Julius Angeles Bullo

My research focuses on how alterations in tumour cell metabolism and therapy-induced senescence (TIS) influence treatment response in prostate cancer. TIS occurs when cancer cells stop dividing in response to therapy but remain metabolically active, releasing factors that can reshape the tumour environment and promote disease progression and resistance. I am particularly interested in how these processes affect the regulation and function of prostate-specific membrane antigen (PSMA) following targeted radionuclide therapy, with the aim of improving treatment precision and patient outcomes.

Prostate cancer is a leading cause of cancer-related morbidity and mortality, with treatment resistance a major clinical challenge. As a doctor aiming to specialise in medical oncology, I investigate how changes in tumour metabolism and TIS affect therapy response, aiming to optimise treatments, improve patient outcomes, and advance precision oncology.

I study how prostate cancer cells adapt their metabolism and behaviour in response to therapy, focusing on the impact of TIS on sensitivity to targeted treatments. Specifically, I examine PSMA, a protein widely used to deliver these therapies. Using laboratory models and patient-derived samples, I analyse changes in PSMA expression and function following radionuclide therapy, and how these relate to metabolic shifts and treatment resistance. By combining molecular biology, imaging, and functional assays, I aim to identify biomarkers that predict response and guide personalised therapy. In the longer term, I plan to translate these findings into clinical practice to optimise targeted treatments, delay resistance, and improve outcomes for men with advanced prostate cancer.

PSMA-targeted therapy outcomes vary because we do not fully understand how therapy affects PSMA expression. My work studies how metabolism and TIS influence PSMA levels and identifies which patients are most likely to benefit. These insights can guide clinicians in selecting patients and timing treatments more effectively. Over time, this research could inform clinical guidelines and trials, contributing to therapies that slow disease progression, extend survival, and improve quality of life.
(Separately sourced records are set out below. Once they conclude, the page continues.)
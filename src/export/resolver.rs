use crate::export::{ExportFormat, Exporter, FormatId, FormatList};
use crate::io::{Messages, ProviderRegistry};
use crate::models::ObjectItem;
use std::path::MAIN_SEPARATOR;
use std::sync::Arc;

/// Steps of an export attempt. `Ok`, `ProviderError` and `NoProviderFound`
/// are terminal; nothing is retried.
#[derive(Debug, Clone, Copy, PartialEq, Eq)]
pub enum ExportState {
    Requested,
    ResolvingProvider,
    ProviderFound,
    Delegating,
    Ok,
    ProviderError,
    NoProviderFound,
}

impl ExportState {
    pub fn is_terminal(self) -> bool {
        matches!(
            self,
            ExportState::Ok | ExportState::ProviderError | ExportState::NoProviderFound
        )
    }
}

/// Routes export requests to the exporter implementing a format.
///
/// Failures never panic nor return `Err`: the result is `None` and a
/// message is appended to the caller's list.
pub struct ExportResolver<'a> {
    registry: &'a ProviderRegistry,
}

impl<'a> ExportResolver<'a> {
    pub fn new(registry: &'a ProviderRegistry) -> Self {
        Self { registry }
    }

    /// Every format offered by the registered exporters.
    ///
    /// Exporters are visited in registration order; the formats of one
    /// exporter keep their declaration order.
    pub fn get_formats(&self) -> Vec<ExportFormat> {
        self.registry
            .exporters()
            .iter()
            .flat_map(normalize_formats)
            .collect()
    }

    /// The exporter of the first format whose id matches.
    pub fn find_exporter(&self, format: &FormatId) -> Option<Arc<dyn Exporter>> {
        self.get_formats()
            .into_iter()
            .find(|f| f.id() == format)
            .map(|f| Arc::clone(f.exporter()))
    }

    /// Serialize `item` to a string in `format`.
    pub fn to_buffer(
        &self,
        item: &ObjectItem,
        format: &FormatId,
        messages: &mut Messages,
    ) -> Option<String> {
        let (state, buffer) = self.run(item, format, messages, |exporter, messages| {
            let Some(capability) = exporter.buffer_export() else {
                messages.push(format!(
                    "Exporter {} doesn't implement 'to_buffer' interface.",
                    exporter_name(exporter)
                ));
                return None;
            };
            capability.to_buffer(item, format, messages)
        });
        tracing::debug!("Export of {} to buffer as {}: {:?}", item.id(), format, state);
        buffer
    }

    /// Export `item` into `folder_uri` in `format`.
    ///
    /// Returns the URI of the written file: the folder, the platform
    /// separator and the basename chosen by the exporter.
    pub fn to_file(
        &self,
        item: &ObjectItem,
        folder_uri: &str,
        format: &FormatId,
        messages: &mut Messages,
    ) -> Option<String> {
        let (state, uri) = self.run(item, format, messages, |exporter, messages| {
            let Some(capability) = exporter.file_export() else {
                messages.push(format!(
                    "Exporter {} doesn't implement 'to_file' interface.",
                    exporter_name(exporter)
                ));
                return None;
            };
            capability
                .to_file(item, folder_uri, format, messages)
                .map(|basename| format!("{folder_uri}{MAIN_SEPARATOR}{basename}"))
        });
        tracing::debug!(
            "Export of {} to {} as {}: {:?}",
            item.id(),
            folder_uri,
            format,
            state
        );
        uri
    }

    fn run<F>(
        &self,
        item: &ObjectItem,
        format: &FormatId,
        messages: &mut Messages,
        delegate: F,
    ) -> (ExportState, Option<String>)
    where
        F: FnOnce(&dyn Exporter, &mut Messages) -> Option<String>,
    {
        let mut state = ExportState::Requested;
        tracing::trace!("{} {}: {:?}", item.kind(), item.id(), state);

        state = ExportState::ResolvingProvider;
        tracing::trace!("{} {}: {:?}", item.kind(), item.id(), state);
        let Some(exporter) = self.find_exporter(format) else {
            messages.push(format!("No exporter implementation found for {format} format."));
            self.registry.metrics().record_export(false);
            return (ExportState::NoProviderFound, None);
        };

        state = ExportState::ProviderFound;
        tracing::trace!("{} {}: {:?} ({})", item.kind(), item.id(), state, exporter.id());

        state = ExportState::Delegating;
        tracing::trace!("{} {}: {:?}", item.kind(), item.id(), state);
        let output = delegate(exporter.as_ref(), messages);

        state = if output.is_some() {
            ExportState::Ok
        } else {
            ExportState::ProviderError
        };
        self.registry.metrics().record_export(output.is_some());
        (state, output)
    }
}

fn exporter_name(exporter: &dyn Exporter) -> String {
    let name = exporter.name();
    if name.is_empty() {
        exporter.id().to_string()
    } else {
        name
    }
}

/// Turn an exporter's own format list into uniform descriptors.
///
/// Version 1 arrays are read up to their sentinel; version 2 lists are
/// handed back to the exporter once copied.
fn normalize_formats(exporter: &Arc<dyn Exporter>) -> Vec<ExportFormat> {
    let list = exporter.formats();
    let declared = exporter.version();

    match list {
        FormatList::V1(legacy) => {
            if declared != 1 {
                tracing::warn!(
                    "Exporter {} declares version {} but returned version 1 formats",
                    exporter.id(),
                    declared
                );
            }
            legacy
                .iter()
                .map_while(|entry| entry.format.map(|format| (entry, format)))
                .map(|(entry, format)| ExportFormat::from_legacy(entry, format, exporter))
                .collect()
        }
        FormatList::V2(formats) => {
            if declared < 2 {
                tracing::warn!(
                    "Exporter {} declares version {} but returned version 2 formats",
                    exporter.id(),
                    declared
                );
            }
            let normalized = formats
                .iter()
                .map(|format| ExportFormat::from_v2(format, exporter))
                .collect();
            exporter.release_formats(formats);
            normalized
        }
    }
}

#[cfg(test)]
mod tests {
    use super::*;
    use crate::export::{ExporterFormat, InterfaceVersion, LegacyFormat};

    struct Legacy;

    static LEGACY_FORMATS: [LegacyFormat; 3] = [
        LegacyFormat {
            format: Some("Legacy1"),
            label: "Legacy one",
            description: "",
        },
        LegacyFormat::SENTINEL,
        LegacyFormat {
            format: Some("AfterSentinel"),
            label: "never read",
            description: "",
        },
    ];

    impl Exporter for Legacy {
        fn id(&self) -> &str {
            "legacy"
        }

        fn formats(&self) -> FormatList {
            FormatList::V1(&LEGACY_FORMATS)
        }
    }

    struct Modern;

    impl Exporter for Modern {
        fn id(&self) -> &str {
            "modern"
        }

        fn version(&self) -> u32 {
            2
        }

        fn formats(&self) -> FormatList {
            FormatList::V2(vec![
                ExporterFormat {
                    format: "ModernA".to_string(),
                    label: "A".to_string(),
                    description: String::new(),
                    icon: None,
                },
                ExporterFormat {
                    format: "ModernB".to_string(),
                    label: "B".to_string(),
                    description: String::new(),
                    icon: Some("text-x-generic".to_string()),
                },
            ])
        }
    }

    #[test]
    fn test_legacy_formats_stop_at_sentinel() {
        let exporter: Arc<dyn Exporter> = Arc::new(Legacy);
        let formats = normalize_formats(&exporter);
        assert_eq!(formats.len(), 1);
        assert_eq!(formats[0].id().as_str(), "Legacy1");
        assert_eq!(formats[0].version(), InterfaceVersion::V1);
    }

    #[test]
    fn test_v2_formats_keep_declaration_order() {
        let exporter: Arc<dyn Exporter> = Arc::new(Modern);
        let formats = normalize_formats(&exporter);
        let ids: Vec<&str> = formats.iter().map(|f| f.id().as_str()).collect();
        assert_eq!(ids, vec!["ModernA", "ModernB"]);
        assert_eq!(formats[1].icon(), Some("text-x-generic"));
        assert!(formats.iter().all(|f| f.version() == InterfaceVersion::V2));
    }

    #[test]
    fn test_terminal_states() {
        assert!(ExportState::Ok.is_terminal());
        assert!(ExportState::NoProviderFound.is_terminal());
        assert!(!ExportState::Delegating.is_terminal());
    }
}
I am exploring how TIS drives tumour progression and treatment resistance in glioblastoma and brain metastases from prostate cancer. I aim to determine whether senescent tumour or stromal cells create conditions that promote metastatic growth. Future work will link molecular signatures of senescence with patient-derived clinical data, such as treatment response and survival outcomes, to uncover new therapeutic targets and develop more effective treatments for patients with advanced, treatment-resistant disease.

My interest in medical oncology began when I joined the Genomic Medicine programme at the University of Exeter Medical School in 2016. This was complemented by advanced training in microbial genome sequencing at Harvard Medical School, followed by further bioinformatics training at the University of Cambridge. In November 2018, I had the privilege of presenting my research on optimising the genome sequence assembly of Mycobacterium tuberculosis (Manila strain 9612) at the Genomic Epidemiology of Infectious Diseases Conference, held at the Philippine Genome Centre in Manila. This work was fully funded by the London School of Hygiene & Tropical Medicine, the British Council, and the Newton Fund.

In 2021, I moved to Ukraine to commence my clinical studies abroad as a medical student, but this was disrupted by the outbreak of war in February 2022. As a result, I continued my clinical training at St Thomas’ Hospital in London before undertaking the remainder of my three years of clinical rotations at Oxford University Hospitals. Throughout this time, I remained affiliated with Ivan Horbachevsky Ternopil National Medical University and concluded my final year as a Recognised Student of the Nuffield Department of Clinical Medicine at the University of Oxford in July 2025.